Desde una perspectiva de gestión pública, la participación ciudadana no debiera
ser un fin en sí mismo. No basta con incorporarla para cumplir una exigencia
democrática y esperar que por sí sola arroje resultados que enriquezcan el
diseño de la política en su conjunto o que abone automáticamente a su legitimidad.
Muchas
veces se incorporan elementos o procesos participativos con el fin de legitimar
decisiones ya tomadas; en esos casos los mecanismos para activarla se
simplifican o se reproducen sin mayores ajustes en distintas áreas de política
y en diferentes contextos. Lo paradójico es que para que la participación
contribuya verdaderamente a la legitimidad de las políticas y programas
gubernamentales debe ser efectiva y traducirse en algún grado de incidencia
para los ciudadanos. Los diversos mecanismos tienen características que abren
distintas posibilidades de incidencia; no tiene el mismo impacto un mecanismo
consultivo, que uno que sirve para construir alternativas de solución mediante
la deliberación. Por eso es tan importante tener claros los objetivos para los
cuales se incorpora la participación y hacer un diseño adecuado de los
momentos, el alcance y los formatos que mejor puedan contribuir a conseguirlos.

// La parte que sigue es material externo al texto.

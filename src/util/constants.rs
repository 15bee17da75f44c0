// ICT Parser - util/constants.rs
//
// Single source of truth for named constants, grammar markers, export labels,
// and configuration defaults.

// =============================================================================
// Application metadata
// =============================================================================

/// Application display name.
pub const APP_NAME: &str = "ICT Parser";

/// Application identifier used for config/data directories.
pub const APP_ID: &str = "ICTParser";

/// Current application version (updated by release script).
pub const APP_VERSION: &str = env!("CARGO_PKG_VERSION");

// =============================================================================
// Log grammar markers
// =============================================================================

/// Header marker carrying the tester id in field 8.
pub const BATCH_MARKER: &str = "{@BATCH|";

/// Header marker carrying the board serial in field 0.
pub const BTEST_MARKER: &str = "{@BTEST|";

/// Marker that opens every block section.
pub const BLOCK_MARKER: &str = "{@BLOCK|";

/// Marker that opens a single analog measurement.
pub const MEASUREMENT_MARKER: &str = "{@A-";

/// Marker that opens the limit spec nested in a measurement.
pub const LIMIT_MARKER: &str = "{@LIM";

/// Field index of the tester id inside the `{@BATCH|...}` marker.
pub const BATCH_TESTER_FIELD: usize = 8;

/// Pass/fail flag value that means "passed".
pub const PASS_FLAG: char = '0';

/// Limit layout `UL|LL`.
pub const LIMIT_TYPE_UPPER_LOWER: char = '2';

/// Limit layout `nominal|LL|UL`.
pub const LIMIT_TYPE_NOMINAL_LOWER_UPPER: char = '3';

// =============================================================================
// Tabular output
// =============================================================================

/// Reserved identity column holding the tester id.
pub const TESTER_COLUMN: &str = "Tester";

/// Reserved identity column holding the board serial.
pub const SERIAL_COLUMN: &str = "Serial";

/// Identity columns, always first in every export.
pub const IDENTITY_COLUMNS: [&str; 2] = [TESTER_COLUMN, SERIAL_COLUMN];

/// Trailer row labels appended after the data rows.
pub const UPPER_LIMIT_LABEL: &str = "UL";
pub const LOWER_LIMIT_LABEL: &str = "LL";
pub const TOLERANCE_LABEL: &str = "TOL";

/// Fixed header of the failures export.
pub const FAILURES_HEADER: [&str; 4] = ["File", "Block", "Test", "Value"];

// =============================================================================
// Export defaults
// =============================================================================

/// Default file name offered by the save dialog and used by the CLI.
pub const DEFAULT_EXPORT_FILE_NAME: &str = "ICT_Parser_Result.csv";

/// Suffix appended to the primary export's stem for the failures file.
pub const DEFAULT_FAILURES_SUFFIX: &str = "_failures";

/// Extension of both exports.
pub const EXPORT_EXTENSION: &str = "csv";

/// Maximum length of a configured failures suffix.
pub const MAX_FAILURES_SUFFIX_LEN: usize = 64;

// =============================================================================
// Input limits
// =============================================================================

/// Log files above this size are still read whole, but a warning is logged.
pub const LARGE_LOG_FILE_THRESHOLD: u64 = 64 * 1024 * 1024; // 64 MB

// =============================================================================
// Logging
// =============================================================================

/// Default log level when neither RUST_LOG nor --debug is set.
pub const DEFAULT_LOG_LEVEL: &str = "info";

/// Prefix of the optional debug log file written next to the working directory.
pub const DEBUG_LOG_FILE_PREFIX: &str = "ICTParser_debug";

/// chrono format used to stamp debug log file names.
pub const DEBUG_LOG_TIMESTAMP_FORMAT: &str = "%Y-%m-%d_%H-%M-%S";

// =============================================================================
// File names
// =============================================================================

/// Configuration file name within the config directory.
pub const CONFIG_FILE_NAME: &str = "config.toml";
// ICT Parser - util/mod.rs
//
// Utility modules: error types, named constants, logging setup.
// No dependencies on core, app, ui, or platform layers.

pub mod constants;
pub mod error;
pub mod logging;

No hay nada que haga más daño a la participación, que usarla como una
simulación, o pensar que se pueden aplicar fórmulas estándar sin tomar en
cuenta los objetivos, las diversas etapas del ciclo de la política y las
particularidades de las diferentes áreas de política o de los distintos
problemas a resolver. Tanto cuando se simulan, como cuando no se diseñan
racional y estratégicamente, los procesos participativos no logran sino abonar
al escepticismo de los funcionarios públicos y a la desconfianza de la
ciudadanía.
La
participación ciudadana en las políticas públicas cumple su cometido en la
medida en la que contribuye a llenar vacíos o a resolver deficiencias en la
formulación y operación de las mismas. Los diversos mecanismos que se emplean
para activarla no son buenos o malos en sí mismos, ni tampoco hay unos mejores
que otros; sus virtudes dependen de la idoneidad de sus características para la
consecución de los objetivos que se persiguen. También es necesario considerar
los requisitos y recursos necesarios para su implementación, así como
contemplar formas para evaluar los efectos que produzcan. Al final, la
evaluación de las distintas alternativas de mecanismos atraviesa también por la
consideración de las capacidades y los recursos con los que cuenta el gobierno
(credibilidad, recursos financieros y organizacionales, autoridad, etc.). Por ello
es conveniente que la oferta institucional para la participación esté compuesta
de una mezcla de instrumentos, mecanismos e instancias que permita subsanar las
limitaciones de unos con las potencialidades de otros con diferentes
características.
Hoy
en día concebimos a la participación ciudadana como un elemento esencial de la
hechura de las políticas públicas, pero su eficacia depende de que se comprenda
su carácter instrumental y técnico de modo que al
activarla desde el gobierno, cada actor contribuya según sus condiciones y de
acuerdo con las necesidades específicas del problema público a resolver.